Las tres mozicas
"Erasé una vez que se eran tres doncellas, que paseando paseando, llegaron casí sin darse cuenta ante las enormes puertas de una Fortaleza. Y fue allí donde pensaron en bordear el castillo para proseguir su camino, pero el Palacio era demasiado grande. Pensaron en llamar a la puerta para salir por una trasera y de esta forma atravesarlo, pero nadie les abrió. Así que las jóvenes damiselas, sabiendo que era una empresa ardua y complicada, decidieron asaltar la Fortaleza. Tal fue su empeño e ilusión que Sagunto cayó rendido a sus pies. Sí señor, y no sólo el Castillo, pues a golpe de lecturas (y nunca mejor dicho) se ganaron el Corazón del mismísimo Teatro, que aquella misma tarde les reveló, mientras el sol se ocultaba, que una de ellas se quedaría allí custodiando la cultura que acababan de conquistar, pero las otras dos proseguirían sus aventuras. Por lo que se despidieron, y sin perder la sonrisa, continuaron su camino. Y no habían avanzado ni siquiera dos jornadas, cuando se les sumó otra donzella, casi igual o más aventurera que la que permanece en Sagunto.

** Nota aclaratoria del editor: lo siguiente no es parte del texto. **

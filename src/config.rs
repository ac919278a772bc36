use crate::error::SheetError;
use anyhow::Context as _;
use serde::Deserialize;
use serde::Serialize;
use std::fs;
use std::path::Path;
use std::path::PathBuf;

/// Name of the directory created under the system temporary directory by default
const DEFAULT_BASE_DIR: &str = "rusty_sheet_pipeline";

/// Pipeline settings shared by every request.
#[derive(Debug, Serialize, Deserialize, Clone, PartialEq)]
#[serde(default)]
pub struct Config {
    /// Root under which per-request workspaces are created
    pub work_dir: PathBuf,
    /// Directory receiving `{token}.zip` deliveries
    pub output_dir: PathBuf,
    /// Largest accepted upload, in bytes
    pub max_upload_bytes: usize,
    /// Largest number of files in one request
    pub max_files: usize,
}

impl Default for Config {
    fn default() -> Self {
        let base = std::env::temp_dir().join(DEFAULT_BASE_DIR);
        Self {
            work_dir: base.join("work"),
            output_dir: base.join("output"),
            max_upload_bytes: 50 * 1024 * 1024,
            max_files: 64,
        }
    }
}

impl Config {
    /// Reads a JSON configuration file; absent fields keep their defaults.
    pub fn load(path: &Path) -> anyhow::Result<Self> {
        let content = fs::read_to_string(path)
            .with_context(|| format!("Failed to read config file: {}", path.display()))?;
        serde_json::from_str(&content)
            .with_context(|| format!("Invalid config file: {}", path.display()))
    }

    /// Creates the work and output directories.
    pub fn prepare(&self) -> Result<(), SheetError> {
        fs::create_dir_all(&self.work_dir)?;
        fs::create_dir_all(&self.output_dir)?;
        Ok(())
    }
}

#[cfg(test)]
mod tests {
    use super::*;
    use tempfile::TempDir;

    #[test]
    fn partial_file_keeps_defaults() {
        let dir = TempDir::new().unwrap();
        let path = dir.path().join("config.json");
        fs::write(&path, r#"{ "max_files": 3, "output_dir": "/srv/out" }"#).unwrap();

        let config = Config::load(&path).unwrap();
        assert_eq!(config.max_files, 3);
        assert_eq!(config.output_dir, PathBuf::from("/srv/out"));
        assert_eq!(config.work_dir, Config::default().work_dir);
        assert_eq!(config.max_upload_bytes, 50 * 1024 * 1024);
    }

    #[test]
    fn invalid_file_is_an_error() {
        let dir = TempDir::new().unwrap();
        let path = dir.path().join("config.json");
        fs::write(&path, "{ not json").unwrap();
        assert!(Config::load(&path).is_err());
        assert!(Config::load(&dir.path().join("missing.json")).is_err());
    }

    #[test]
    fn prepare_creates_directories() {
        let dir = TempDir::new().unwrap();
        let config = Config {
            work_dir: dir.path().join("a/work"),
            output_dir: dir.path().join("b/output"),
            ..Config::default()
        };
        config.prepare().unwrap();
        assert!(config.work_dir.is_dir());
        assert!(config.output_dir.is_dir());
    }
}
pub(crate) mod biff8;
pub(crate) mod cfb;
pub(crate) mod package;
pub(crate) mod reader;
pub(crate) mod xml;
use crate::dataset::TabularDataset;
use crate::dataset::Value;
use std::collections::BTreeMap;
use std::collections::HashSet;

/// Cells of one worksheet collected while streaming its part, keyed by position.
pub(crate) struct Sheet {
    /// Sheet name
    pub(crate) name: String,
    /// Non-null cell values by row, then column
    rows: BTreeMap<usize, BTreeMap<usize, Value>>,
    /// Actual data range (determined from cell data)
    pub(crate) col_lower_bound: Option<usize>,
    pub(crate) col_upper_bound: Option<usize>,
}

impl Sheet {
    /// Creates an empty sheet.
    pub(crate) fn new(name: &str) -> Self {
        Self {
            name: name.to_owned(),
            rows: BTreeMap::new(),
            col_lower_bound: None,
            col_upper_bound: None,
        }
    }

    /// Returns true if the sheet contains no cells.
    pub(crate) fn is_empty(&self) -> bool {
        self.rows.is_empty()
    }

    /// Adds a value at (row, col); null values are ignored.
    pub(crate) fn push(&mut self, row: usize, col: usize, value: Value) {
        if value.is_null() {
            return;
        }
        self.update_bound(col);
        self.rows.entry(row).or_default().insert(col, value);
    }

    /// Updates the column range based on cell positions.
    fn update_bound(&mut self, col: usize) {
        if self.col_lower_bound.map(|col_lower_bound| col < col_lower_bound).unwrap_or(true) {
            self.col_lower_bound = Some(col);
        }
        if self.col_upper_bound.map(|col_upper_bound| col_upper_bound < col).unwrap_or(true) {
            self.col_upper_bound = Some(col);
        }
    }

    /// Converts the collected cells into a dataset.
    ///
    /// The first non-empty row is the header. Columns span the used column
    /// range; blank header cells are named `Unnamed: {index}` and repeated
    /// names get `.1`, `.2`, ... suffixes. Blank rows below the header are
    /// skipped.
    pub(crate) fn into_dataset(self) -> TabularDataset {
        if self.is_empty() {
            return TabularDataset::default();
        }
        let (col_lower, col_upper) = match self.col_lower_bound.zip(self.col_upper_bound) {
            Some(bounds) => bounds,
            None => return TabularDataset::default(),
        };

        let mut rows = self.rows.into_values();
        let header = rows.next().unwrap_or_default();
        let names = (col_lower..=col_upper)
            .map(|col| match header.get(&col) {
                Some(value) => value.label(),
                None => format!("Unnamed: {}", col - col_lower),
            })
            .collect();
        let columns = deduplicate_columns(names);

        let records = rows
            .map(|mut cells| {
                (col_lower..=col_upper)
                    .map(|col| cells.remove(&col).unwrap_or_default())
                    .collect()
            })
            .collect();
        TabularDataset::new(columns, records)
    }
}

/// Renames repeated column names by appending `.1`, `.2`, ... in order of appearance.
fn deduplicate_columns(names: Vec<String>) -> Vec<String> {
    let mut seen = HashSet::<String>::new();
    let mut columns = Vec::with_capacity(names.len());
    for name in names {
        let mut candidate = name.clone();
        let mut suffix = 0usize;
        while seen.contains(&candidate) {
            suffix += 1;
            candidate = format!("{name}.{suffix}");
        }
        seen.insert(candidate.clone());
        columns.push(candidate);
    }
    columns
}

Y fue así, que tal día como hoy, se disponen a asaltar la mismísima Polonia. Dicen quienes las han visto, que andan difrazadas de peregrinas. Pero son facilmente reconocibles porque esta vez no van solas, llevan consigo a tres valerosos caballeros: a don Quijote con su esquelético Rocinante, a Sancho Panza con la dicha y su borrico, y al valeroso Cid Campeador con su inmortal Tizona.
Tiemble Polonia cuando las vea entrar al grito de "¡Asaltemos la Fortleza!" porque el Original Trio se vuelve a poner en acción.
Aunque, como toda historia de aventuras, las donzellas no se encuentran ausentes de peligro. Pues en Polonia reside un malvado mago que se hace llamar Amor y, con dulces palabras ha embrujado el corazón de una de las doncellas con el firme objetivo de mantenerla cautiva".